§ What this task involves: Run through the records and, wherever a line holds the word "errors", return that line.

§ Recorded information:

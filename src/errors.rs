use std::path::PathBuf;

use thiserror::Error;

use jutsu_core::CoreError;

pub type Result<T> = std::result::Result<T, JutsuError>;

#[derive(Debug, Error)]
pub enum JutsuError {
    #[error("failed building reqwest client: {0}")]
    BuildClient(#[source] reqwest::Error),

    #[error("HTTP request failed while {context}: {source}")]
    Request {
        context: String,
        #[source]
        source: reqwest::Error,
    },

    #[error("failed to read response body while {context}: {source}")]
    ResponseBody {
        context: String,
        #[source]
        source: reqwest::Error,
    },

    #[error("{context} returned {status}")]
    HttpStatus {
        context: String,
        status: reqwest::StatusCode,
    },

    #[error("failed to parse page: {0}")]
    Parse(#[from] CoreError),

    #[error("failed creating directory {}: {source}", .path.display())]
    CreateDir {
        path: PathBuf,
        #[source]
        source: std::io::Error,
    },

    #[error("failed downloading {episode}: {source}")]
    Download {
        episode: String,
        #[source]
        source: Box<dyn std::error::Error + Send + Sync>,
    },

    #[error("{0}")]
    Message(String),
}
---
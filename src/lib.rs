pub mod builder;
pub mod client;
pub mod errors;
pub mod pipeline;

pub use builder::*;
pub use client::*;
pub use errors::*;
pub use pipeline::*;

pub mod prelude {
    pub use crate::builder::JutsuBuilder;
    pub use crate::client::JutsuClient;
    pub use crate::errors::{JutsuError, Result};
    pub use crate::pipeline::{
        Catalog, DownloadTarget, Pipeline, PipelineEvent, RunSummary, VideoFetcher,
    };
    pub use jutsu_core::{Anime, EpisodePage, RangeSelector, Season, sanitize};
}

§ Solved exercise:
filename src/errors.rs
pub mod errors;
pub use errors::*;
    pub use crate::errors::{JutsuError, Result};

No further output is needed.